-- Entries shown follows --
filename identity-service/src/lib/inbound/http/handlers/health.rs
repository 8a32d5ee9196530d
use axum::http::StatusCode;
use serde::Serialize;

use super::ApiSuccess;

pub async fn health() -> ApiSuccess<HealthData> {
    ApiSuccess::new(
        StatusCode::OK,
        HealthData {
            status: "UP",
            service: env!("CARGO_PKG_NAME"),
        },
    )
}

#[derive(Debug, Clone, PartialEq, Eq, Serialize)]
pub struct HealthData {
    pub status: &'static str,
    pub service: &'static str,
}
use async_trait::async_trait;
use dashmap::DashSet;

use crate::authentication::errors::RevocationError;
use crate::authentication::ports::RevocationRegistry;

/// Process-lifetime set of revoked token strings.
///
/// Entries are never evicted. A deployment with several instances needs a shared,
/// TTL-expiring store sized to the refresh token lifetime instead.
#[derive(Debug, Default)]
pub struct InMemoryRevocationRegistry {
    revoked: DashSet<String>,
}

impl InMemoryRevocationRegistry {
    pub fn new() -> Self {
        Self::default()
    }

    pub fn len(&self) -> usize {
        self.revoked.len()
    }

    pub fn is_empty(&self) -> bool {
        self.revoked.is_empty()
    }
}

#[async_trait]
impl RevocationRegistry for InMemoryRevocationRegistry {
    async fn revoke(&self, token: &str) -> Result<bool, RevocationError> {
        Ok(self.revoked.insert(token.to_string()))
    }

    async fn is_revoked(&self, token: &str) -> Result<bool, RevocationError> {
        Ok(self.revoked.contains(token))
    }
}
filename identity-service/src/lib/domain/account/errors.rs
use thiserror::Error;

use crate::domain::account::models::AccountKind;
use crate::domain::account::models::IdentityField;

/// Error for AccountId parsing failures
#[derive(Debug, Clone, Error, PartialEq, Eq)]
pub enum AccountIdError {
    #[error("Invalid UUID format: {0}")]
    InvalidFormat(String),
}

/// Error for Username validation failures
#[derive(Debug, Clone, Error, PartialEq, Eq)]
pub enum UsernameError {
    #[error("Username too short: minimum {min} characters, got {actual}")]
    TooShort { min: usize, actual: usize },

    #[error("Username too long: maximum {max} characters, got {actual}")]
    TooLong { max: usize, actual: usize },

    #[error("Username must contain only letters and numbers")]
    InvalidCharacters,
}

/// Error for EmailAddress validation failures
#[derive(Debug, Clone, Error, PartialEq, Eq)]
pub enum EmailError {
    #[error("Invalid email format: {0}")]
    InvalidFormat(String),
}

/// Error for AccountKind parsing failures
#[derive(Debug, Clone, Error, PartialEq, Eq)]
#[error("Unknown account kind: {0}")]
pub struct AccountKindError(pub String);

/// Failure reported by a secret hashing backend.
#[derive(Debug, Clone, Error, PartialEq, Eq)]
#[error("Secret hashing failed: {0}")]
pub struct HashingError(pub String);

/// Error reported by a single kind-specific account store.
#[derive(Debug, Clone, Error, PartialEq, Eq)]
pub enum StoreError {
    #[error("Storage uniqueness constraint violated on {0}")]
    UniqueViolation(IdentityField),

    #[error("Stored record is unreadable: {0}")]
    CorruptRecord(String),

    #[error("Storage unavailable: {0}")]
    Unavailable(String),
}

/// Error for user directory operations.
#[derive(Debug, Clone, Error, PartialEq, Eq)]
pub enum DirectoryError {
    #[error("{0} already exists")]
    DuplicateIdentity(IdentityField),

    #[error("Account not found: {0}")]
    NotFound(String),

    #[error("Account {id} is a {actual} account, not {expected}")]
    KindMismatch {
        id: String,
        expected: AccountKind,
        actual: AccountKind,
    },

    #[error(transparent)]
    Hashing(#[from] HashingError),

    #[error("Store error: {0}")]
    Store(StoreError),
}

impl From<StoreError> for DirectoryError {
    fn from(err: StoreError) -> Self {
        match err {
            // A storage-level constraint caught a registration race the availability check missed.
            StoreError::UniqueViolation(field) => DirectoryError::DuplicateIdentity(field),
            other => DirectoryError::Store(other),
        }
    }
}
pub mod memory;
pub mod postgres;

pub use memory::InMemoryAccountStore;
pub use postgres::PostgresAccountStore;
use std::fmt;

use axum::extract::Path;
use axum::extract::State;
use axum::http::StatusCode;
use axum::Json;
use serde::Deserialize;
use thiserror::Error;

use super::ApiError;
use super::ApiSuccess;
use crate::account::errors::AccountKindError;
use crate::account::errors::EmailError;
use crate::account::errors::UsernameError;
use crate::account::models::AccountDetails;
use crate::account::models::AccountKind;
use crate::account::models::AccountProfile;
use crate::account::models::EmailAddress;
use crate::account::models::RegisterAccountCommand;
use crate::account::models::Username;
use crate::inbound::http::middleware::authorize_admin;
use crate::inbound::http::middleware::BearerToken;
use crate::inbound::http::router::AppState;

const MIN_USERNAME_LENGTH: usize = 6;
const MIN_PASSWORD_LENGTH: usize = 6;

/// `POST /api/auth/register/:kind`
///
/// Customers register themselves. Every other kind is created by an
/// administrator and needs an admin access token.
pub async fn register(
    State(state): State<AppState>,
    Path(kind): Path<String>,
    bearer: Option<BearerToken>,
    Json(body): Json<RegisterRequest>,
) -> Result<ApiSuccess<AccountProfile>, ApiError> {
    let kind: AccountKind = kind.parse().map_err(ParseRegisterRequestError::from)?;

    if kind != AccountKind::Customer {
        let BearerToken(token) = bearer.ok_or_else(|| {
            ApiError::Unauthorized(format!(
                "Registering a {} account requires an administrator token",
                kind
            ))
        })?;
        let admin = authorize_admin(&state, &token).await?;
        tracing::info!(admin = %admin.username, kind = %kind, "Administrator registering account");
    }

    state
        .auth_service
        .register(body.try_into_command(kind)?)
        .await
        .map_err(ApiError::from)
        .map(|profile| ApiSuccess::new(StatusCode::CREATED, profile))
}

/// HTTP request body for registration (raw JSON).
///
/// Kind-specific fields are read only for the kind named in the path.
#[derive(Clone, PartialEq, Eq, Deserialize)]
pub struct RegisterRequest {
    username: String,
    email: String,
    password: String,
    confirm_password: String,
    admin_level: Option<String>,
    department: Option<String>,
    permissions: Option<Vec<String>>,
    station: Option<String>,
}

impl fmt::Debug for RegisterRequest {
    fn fmt(&self, f: &mut fmt::Formatter<'_>) -> fmt::Result {
        f.debug_struct("RegisterRequest")
            .field("username", &self.username)
            .field("email", &self.email)
            .field("password", &"<redacted>")
            .field("confirm_password", &"<redacted>")
            .field("admin_level", &self.admin_level)
            .field("department", &self.department)
            .field("permissions", &self.permissions)
            .field("station", &self.station)
            .finish()
    }
}

#[derive(Debug, Clone, Error)]
enum ParseRegisterRequestError {
    #[error("Unknown account kind: {0}")]
    Kind(#[from] AccountKindError),

    #[error("Invalid username: {0}")]
    Username(#[from] UsernameError),

    #[error("Username must be at least 6 characters")]
    UsernameTooShort,

    #[error("Invalid email: {0}")]
    Email(#[from] EmailError),

    #[error("Password must be at least 6 characters")]
    PasswordTooShort,

    #[error("Passwords do not match")]
    PasswordMismatch,

    #[error("Missing field for {kind} account: {field}")]
    MissingField { kind: AccountKind, field: &'static str },
}

impl RegisterRequest {
    fn try_into_command(
        self,
        kind: AccountKind,
    ) -> Result<RegisterAccountCommand, ParseRegisterRequestError> {
        if self.username.chars().count() < MIN_USERNAME_LENGTH {
            return Err(ParseRegisterRequestError::UsernameTooShort);
        }
        let username = Username::new(self.username)?;
        let email = EmailAddress::new(self.email)?;

        if self.password.chars().count() < MIN_PASSWORD_LENGTH {
            return Err(ParseRegisterRequestError::PasswordTooShort);
        }
        if self.password != self.confirm_password {
            return Err(ParseRegisterRequestError::PasswordMismatch);
        }

        let missing = |field| ParseRegisterRequestError::MissingField { kind, field };
        let details = match kind {
            AccountKind::Customer => AccountDetails::Customer,
            AccountKind::Admin => AccountDetails::Admin {
                admin_level: self.admin_level.ok_or_else(|| missing("admin_level"))?,
            },
            AccountKind::Operator => AccountDetails::Operator {
                department: self.department.ok_or_else(|| missing("department"))?,
                permissions: self.permissions.unwrap_or_default(),
            },
            AccountKind::Kitchen => AccountDetails::Kitchen {
                station: self.station.ok_or_else(|| missing("station"))?,
            },
        };

        Ok(RegisterAccountCommand::new(
            username,
            email,
            self.password,
            details,
        ))
    }
}

impl From<ParseRegisterRequestError> for ApiError {
    fn from(err: ParseRegisterRequestError) -> Self {
        match err {
            ParseRegisterRequestError::Kind(_) => ApiError::NotFound(err.to_string()),
            _ => ApiError::UnprocessableEntity(err.to_string()),
        }
    }
}
use std::sync::Arc;
use std::sync::OnceLock;

use crate::account::models::Account;
use crate::account::ports::SecretHasher;
use crate::authentication::errors::AuthError;

const DECOY_SECRET: &str = "decoy-secret-never-assigned";

/// Verifies secrets and evaluates the active-status policy.
#[derive(Clone)]
pub struct CredentialChecker {
    hasher: Arc<dyn SecretHasher>,
    decoy_hash: Arc<OnceLock<Option<String>>>,
}

impl CredentialChecker {
    pub fn new(hasher: Arc<dyn SecretHasher>) -> Self {
        Self {
            hasher,
            decoy_hash: Arc::new(OnceLock::new()),
        }
    }

    /// Whether `raw` matches the stored hash.
    ///
    /// An unreadable hash counts as a mismatch.
    pub fn verify_secret(&self, raw: &str, hash: &str) -> bool {
        match self.hasher.matches(raw, hash) {
            Ok(matches) => matches,
            Err(e) => {
                tracing::error!("Stored secret hash could not be checked: {}", e);
                false
            }
        }
    }

    /// Spend one verification on a hash no account owns.
    ///
    /// Used when no account matched, so an unknown username costs as much as a
    /// wrong secret.
    pub fn verify_decoy(&self, raw: &str) {
        let decoy = self.decoy_hash.get_or_init(|| match self.hasher.hash(DECOY_SECRET) {
            Ok(hash) => Some(hash),
            Err(e) => {
                tracing::error!("Decoy secret could not be hashed: {}", e);
                None
            }
        });

        if let Some(hash) = decoy {
            let _ = self.hasher.matches(raw, hash);
        }
    }

    pub fn is_active(&self, account: &Account) -> bool {
        account.status.is_active()
    }

    /// Fail with the specific reason if the account is not active.
    ///
    /// # Errors
    /// * `AccountDisabled`, `AccountLocked`, `AccountExpired` or `CredentialsExpired`
    pub fn ensure_active(&self, account: &Account) -> Result<(), AuthError> {
        match account.status.first_failure() {
            Some(failure) => Err(failure.into()),
            None => Ok(()),
        }
    }
}
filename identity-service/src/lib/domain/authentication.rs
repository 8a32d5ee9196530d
pub mod credentials;
pub mod errors;
pub mod events;
pub mod models;
pub mod ports;
pub mod service;
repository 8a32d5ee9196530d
pub mod http;
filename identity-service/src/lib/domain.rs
pub mod account;
pub mod authentication;
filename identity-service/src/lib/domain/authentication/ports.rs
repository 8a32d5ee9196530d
use async_trait::async_trait;

use crate::account::models::AccountDetails;
use crate::account::models::AccountId;
use crate::account::models::AccountProfile;
use crate::account::models::RegisterAccountCommand;
use crate::account::models::StatusUpdate;
use crate::authentication::errors::AuthError;
use crate::authentication::errors::EventPublisherError;
use crate::authentication::errors::RevocationError;
use crate::authentication::events::AuthEvent;
use crate::authentication::models::AuthenticatedSession;
use crate::authentication::models::ChangePasswordCommand;
use crate::authentication::models::TokenValidation;

/// Port for authentication operations.
#[async_trait]
pub trait AuthServicePort: Send + Sync + 'static {
    /// Authenticate with username and password and open a session.
    ///
    /// # Arguments
    /// * `username` - Exact, case-sensitive username
    /// * `password` - Raw secret
    ///
    /// # Returns
    /// Fresh access and refresh tokens with the account profile
    ///
    /// # Errors
    /// * `InvalidCredentials` - Unknown user, wrong secret or inactive account; the precise
    ///   kind is only logged
    /// * `Directory` - Storage operation failed
    async fn login(
        &self,
        username: &str,
        password: &str,
    ) -> Result<AuthenticatedSession, AuthError>;

    /// Register a new account. No token is issued.
    ///
    /// # Errors
    /// * `DuplicateIdentity` - Username or email is taken by an account of any kind
    /// * `Directory` - Storage operation failed
    async fn register(&self, command: RegisterAccountCommand) -> Result<AccountProfile, AuthError>;

    /// Validate an access token against live account state.
    ///
    /// # Returns
    /// `Valid` with the identity, or `Invalid` with the specific reason
    ///
    /// # Errors
    /// Only system failures; an invalid token is `Ok(TokenValidation::Invalid(..))`
    async fn validate_token(&self, token: &str) -> Result<TokenValidation, AuthError>;

    /// Exchange a refresh token for a new token pair.
    ///
    /// The presented refresh token is revoked; presenting it again fails.
    ///
    /// # Errors
    /// * `TokenRevoked` - Token was already used or logged out
    /// * `TokenTypeMismatch` - Token is not a refresh token
    /// * `TokenExpired`, `TokenMalformed`, `TokenSignatureInvalid`, `TokenUnsupported` -
    ///   Token failed to parse
    /// * `UserNotFound`, `AccountDisabled`, `AccountLocked`, `AccountExpired`,
    ///   `CredentialsExpired` - Account no longer usable
    /// * `TokenInvalid` - Claims do not match the account
    async fn refresh_token(&self, refresh_token: &str) -> Result<AuthenticatedSession, AuthError>;

    /// Revoke a token. Idempotent; the token is not inspected.
    async fn logout(&self, token: &str) -> Result<(), AuthError>;

    /// Change the secret of the account behind an access token.
    ///
    /// Existing tokens stay valid until they expire.
    ///
    /// # Errors
    /// * `WrongCurrentPassword` - Current secret does not match
    /// * Token errors as for [`AuthServicePort::validate_token`]
    async fn change_password(&self, command: ChangePasswordCommand) -> Result<(), AuthError>;

    async fn is_username_available(&self, username: &str) -> Result<bool, AuthError>;

    async fn is_email_available(&self, email: &str) -> Result<bool, AuthError>;

    /// Partially update the four status flags of an account.
    ///
    /// # Errors
    /// * `UserNotFound` - No account with this ID
    async fn update_account_status(
        &self,
        id: &AccountId,
        update: StatusUpdate,
    ) -> Result<AccountProfile, AuthError>;

    /// Replace the kind-specific attributes of an account.
    ///
    /// # Errors
    /// * `UserNotFound` - No account with this ID
    /// * `InvalidRequest` - Details belong to another kind
    async fn update_account_details(
        &self,
        id: &AccountId,
        details: AccountDetails,
    ) -> Result<AccountProfile, AuthError>;
}

/// Port for publishing authentication events.
#[async_trait]
pub trait EventPublisher: Send + Sync + 'static {
    /// Publish a single event.
    ///
    /// # Errors
    /// * `SerializationFailed` - Event could not be serialized
    /// * `PublishFailed` - Broker rejected or could not receive the event
    async fn publish(&self, event: &AuthEvent) -> Result<(), EventPublisherError>;
}

/// Port for the set of revoked token strings.
#[async_trait]
pub trait RevocationRegistry: Send + Sync + 'static {
    /// Add a token to the set.
    ///
    /// # Returns
    /// `true` if this call revoked the token, `false` if it was already revoked
    async fn revoke(&self, token: &str) -> Result<bool, RevocationError>;

    async fn is_revoked(&self, token: &str) -> Result<bool, RevocationError>;
}
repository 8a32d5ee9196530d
use axum::extract::Path;
use axum::extract::State;
use axum::http::StatusCode;
use axum::Extension;
use axum::Json;
use serde::Deserialize;

use super::ApiError;
use super::ApiSuccess;
use crate::account::models::AccountDetails;
use crate::account::models::AccountId;
use crate::account::models::AccountProfile;
use crate::account::models::StatusUpdate;
use crate::authentication::models::ValidatedToken;
use crate::inbound::http::router::AppState;

/// `PATCH /api/auth/accounts/:account_id/status`
pub async fn update_status(
    State(state): State<AppState>,
    Extension(admin): Extension<ValidatedToken>,
    Path(account_id): Path<String>,
    Json(update): Json<StatusUpdate>,
) -> Result<ApiSuccess<AccountProfile>, ApiError> {
    let id = parse_id(&account_id)?;
    tracing::info!(admin = %admin.username, account_id = %id, "Updating account status");

    state
        .auth_service
        .update_account_status(&id, update)
        .await
        .map_err(ApiError::from)
        .map(|profile| ApiSuccess::new(StatusCode::OK, profile))
}

/// `PUT /api/auth/accounts/:account_id/details`
pub async fn update_details(
    State(state): State<AppState>,
    Extension(admin): Extension<ValidatedToken>,
    Path(account_id): Path<String>,
    Json(body): Json<UpdateDetailsRequest>,
) -> Result<ApiSuccess<AccountProfile>, ApiError> {
    let id = parse_id(&account_id)?;
    tracing::info!(admin = %admin.username, account_id = %id, "Updating account details");

    state
        .auth_service
        .update_account_details(&id, body.into())
        .await
        .map_err(ApiError::from)
        .map(|profile| ApiSuccess::new(StatusCode::OK, profile))
}

fn parse_id(raw: &str) -> Result<AccountId, ApiError> {
    AccountId::from_string(raw).map_err(|e| ApiError::UnprocessableEntity(e.to_string()))
}

/// Kind-specific attributes, tagged by account kind.
#[derive(Debug, Clone, PartialEq, Eq, Deserialize)]
#[serde(tag = "kind", rename_all = "UPPERCASE")]
pub enum UpdateDetailsRequest {
    Customer,
    Admin {
        admin_level: String,
    },
    Operator {
        department: String,
        #[serde(default)]
        permissions: Vec<String>,
    },
    Kitchen {
        station: String,
    },
}

impl From<UpdateDetailsRequest> for AccountDetails {
    fn from(request: UpdateDetailsRequest) -> Self {
        match request {
            UpdateDetailsRequest::Customer => AccountDetails::Customer,
            UpdateDetailsRequest::Admin { admin_level } => AccountDetails::Admin { admin_level },
            UpdateDetailsRequest::Operator {
                department,
                permissions,
            } => AccountDetails::Operator {
                department,
                permissions,
            },
            UpdateDetailsRequest::Kitchen { station } => AccountDetails::Kitchen { station },
        }
    }
}
pub mod messages;
pub mod producer;

pub use producer::KafkaEventProducer;
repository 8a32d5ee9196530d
use axum::async_trait;
use axum::extract::FromRequestParts;
use axum::extract::Request;
use axum::extract::State;
use axum::http::header;
use axum::http::request::Parts;
use axum::middleware::Next;
use axum::response::IntoResponse;
use axum::response::Response;

use crate::account::models::AccountKind;
use crate::authentication::models::TokenValidation;
use crate::authentication::models::ValidatedToken;
use crate::inbound::http::handlers::ApiError;
use crate::inbound::http::router::AppState;

/// Raw token from an `Authorization: Bearer <token>` header.
#[derive(Debug, Clone)]
pub struct BearerToken(pub String);

#[async_trait]
impl<S> FromRequestParts<S> for BearerToken
where
    S: Send + Sync,
{
    type Rejection = ApiError;

    async fn from_request_parts(parts: &mut Parts, _state: &S) -> Result<Self, Self::Rejection> {
        let value = parts
            .headers
            .get(header::AUTHORIZATION)
            .ok_or_else(|| ApiError::Unauthorized("Missing Authorization header".to_string()))?
            .to_str()
            .map_err(|_| ApiError::Unauthorized("Invalid Authorization header".to_string()))?;

        value
            .strip_prefix("Bearer ")
            .filter(|token| !token.is_empty())
            .map(|token| BearerToken(token.to_string()))
            .ok_or_else(|| {
                ApiError::Unauthorized(
                    "Invalid Authorization header format. Expected: Bearer <token>".to_string(),
                )
            })
    }
}

/// Resolve `token` to an administrator identity.
///
/// # Errors
/// * `Auth` - Token failed validation, with the specific reason
/// * `Forbidden` - Token is valid but belongs to a non-admin account
pub async fn authorize_admin(state: &AppState, token: &str) -> Result<ValidatedToken, ApiError> {
    let validated = match state.auth_service.validate_token(token).await? {
        TokenValidation::Valid(validated) => validated,
        TokenValidation::Invalid(reason) => {
            tracing::warn!(reason = reason.code(), "Rejected administrative request");
            return Err(ApiError::from(reason));
        }
    };

    if validated.role != AccountKind::Admin {
        tracing::warn!(
            username = %validated.username,
            role = %validated.role,
            "Administrative request from non-admin account"
        );
        return Err(ApiError::Forbidden("Administrator account required".to_string()));
    }

    Ok(validated)
}

/// Middleware admitting only requests carrying a valid administrator access token.
///
/// The validated identity is stored in the request extensions.
pub async fn require_admin(
    State(state): State<AppState>,
    BearerToken(token): BearerToken,
    mut req: Request,
    next: Next,
) -> Result<Response, Response> {
    let validated = authorize_admin(&state, &token)
        .await
        .map_err(IntoResponse::into_response)?;

    req.extensions_mut().insert(validated);

    Ok(next.run(req).await)
}
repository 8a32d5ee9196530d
use chrono::DateTime;
use chrono::Utc;
use serde::Deserialize;
use serde::Serialize;

use crate::account::models::AccountKind;
use crate::authentication::events::AccountSnapshot;
use crate::authentication::events::AuthEvent;

/// Serializable envelope for authentication events.
///
/// Wire representation consumed by the notification services.
#[derive(Debug, Clone, Serialize, Deserialize)]
#[serde(tag = "event_type", rename_all = "SCREAMING_SNAKE_CASE")]
pub enum AuthEventMessage {
    UserRegistered(AccountEventMessage),
    UserLoggedIn(AccountEventMessage),
    PasswordChanged(AccountEventMessage),
    AccountLocked(AccountEventMessage),
    AccountUnlocked(AccountEventMessage),
}

/// Account payload shared by every event message.
#[derive(Debug, Clone, Serialize, Deserialize)]
pub struct AccountEventMessage {
    pub event_id: String,
    pub user_id: String,
    pub username: String,
    pub email: String,
    pub user_type: AccountKind,
    pub occurred_at: DateTime<Utc>,
}

impl From<&AccountSnapshot> for AccountEventMessage {
    fn from(snapshot: &AccountSnapshot) -> Self {
        Self {
            event_id: snapshot.event_id.clone(),
            user_id: snapshot.user_id.clone(),
            username: snapshot.username.clone(),
            email: snapshot.email.clone(),
            user_type: snapshot.kind,
            occurred_at: snapshot.occurred_at,
        }
    }
}

impl From<&AuthEvent> for AuthEventMessage {
    fn from(event: &AuthEvent) -> Self {
        let payload = AccountEventMessage::from(event.snapshot());
        match event {
            AuthEvent::UserRegistered(_) => AuthEventMessage::UserRegistered(payload),
            AuthEvent::UserLoggedIn(_) => AuthEventMessage::UserLoggedIn(payload),
            AuthEvent::PasswordChanged(_) => AuthEventMessage::PasswordChanged(payload),
            AuthEvent::AccountLocked(_) => AuthEventMessage::AccountLocked(payload),
            AuthEvent::AccountUnlocked(_) => AuthEventMessage::AccountUnlocked(payload),
        }
    }
}
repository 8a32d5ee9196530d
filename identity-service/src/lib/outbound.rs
pub mod events;
pub mod hashing;
pub mod repositories;
pub mod revocation;
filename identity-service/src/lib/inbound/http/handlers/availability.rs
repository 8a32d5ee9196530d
use axum::extract::Path;
use axum::extract::State;
use axum::http::StatusCode;
use serde::Serialize;

use super::ApiError;
use super::ApiSuccess;
use crate::inbound::http::router::AppState;

pub async fn check_username(
    State(state): State<AppState>,
    Path(username): Path<String>,
) -> Result<ApiSuccess<AvailabilityData>, ApiError> {
    let available = state.auth_service.is_username_available(&username).await?;
    Ok(ApiSuccess::new(StatusCode::OK, AvailabilityData { available }))
}

pub async fn check_email(
    State(state): State<AppState>,
    Path(email): Path<String>,
) -> Result<ApiSuccess<AvailabilityData>, ApiError> {
    let available = state.auth_service.is_email_available(&email).await?;
    Ok(ApiSuccess::new(StatusCode::OK, AvailabilityData { available }))
}

#[derive(Debug, Clone, PartialEq, Eq, Serialize)]
pub struct AvailabilityData {
    pub available: bool,
}
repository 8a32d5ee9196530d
use std::fmt;

use chrono::DateTime;
use chrono::TimeZone;
use chrono::Utc;
use serde::Deserialize;
use serde::Serialize;

/// Intended use of a token.
#[derive(Debug, Clone, Copy, PartialEq, Eq, Hash, Serialize, Deserialize)]
#[serde(rename_all = "lowercase")]
pub enum TokenType {
    Access,
    Refresh,
}

impl TokenType {
    pub fn as_str(&self) -> &'static str {
        match self {
            TokenType::Access => "access",
            TokenType::Refresh => "refresh",
        }
    }
}

impl fmt::Display for TokenType {
    fn fmt(&self, f: &mut fmt::Formatter<'_>) -> fmt::Result {
        f.write_str(self.as_str())
    }
}

/// Identity claims carried by every issued token.
///
/// Timestamps are Unix seconds. `jti` makes every minted token a distinct string,
/// even two minted for the same account within the same second.
#[derive(Debug, Clone, PartialEq, Eq, Serialize, Deserialize)]
#[serde(rename_all = "camelCase")]
pub struct TokenClaims {
    /// Subject (username)
    pub sub: String,

    /// Account identifier
    pub user_id: String,

    /// Account kind, e.g. `CUSTOMER`
    pub role: String,

    /// Derived authorities, one `ROLE_<kind>` entry
    pub authorities: Vec<String>,

    pub token_type: TokenType,

    /// Issued at
    pub iat: i64,

    /// Expires at
    pub exp: i64,

    /// Unique token identifier
    pub jti: String,
}

impl TokenClaims {
    /// The single authority derived from a role.
    pub fn authority_for(role: &str) -> String {
        format!("ROLE_{}", role)
    }

    /// Whether the token is expired at `now` (inclusive of the expiry instant).
    pub fn is_expired_at(&self, now: DateTime<Utc>) -> bool {
        now.timestamp() >= self.exp
    }

    pub fn issued_at(&self) -> Option<DateTime<Utc>> {
        Utc.timestamp_opt(self.iat, 0).single()
    }

    pub fn expires_at(&self) -> Option<DateTime<Utc>> {
        Utc.timestamp_opt(self.exp, 0).single()
    }
}

#[cfg(test)]
mod tests {
    use super::*;

    fn claims(exp: i64) -> TokenClaims {
        TokenClaims {
            sub: "alice01".to_string(),
            user_id: "7".to_string(),
            role: "CUSTOMER".to_string(),
            authorities: vec![TokenClaims::authority_for("CUSTOMER")],
            token_type: TokenType::Access,
            iat: exp - 60,
            exp,
            jti: "jti".to_string(),
        }
    }

    #[test]
    fn test_expiry_is_inclusive() {
        let claims = claims(1_000);

        assert!(!claims.is_expired_at(Utc.timestamp_opt(999, 0).unwrap()));
        assert!(claims.is_expired_at(Utc.timestamp_opt(1_000, 0).unwrap()));
        assert!(claims.is_expired_at(Utc.timestamp_opt(1_001, 0).unwrap()));
    }

    #[test]
    fn test_wire_names() {
        let json = serde_json::to_value(claims(1_000)).unwrap();

        assert_eq!(json["userId"], "7");
        assert_eq!(json["tokenType"], "access");
        assert_eq!(json["authorities"][0], "ROLE_CUSTOMER");
        assert!(json.get("user_id").is_none());
    }
}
-- Entries shown concluded --
> **Your instructions**
State only how many lines above hold the string "TokenValidation".

> **Response below**
6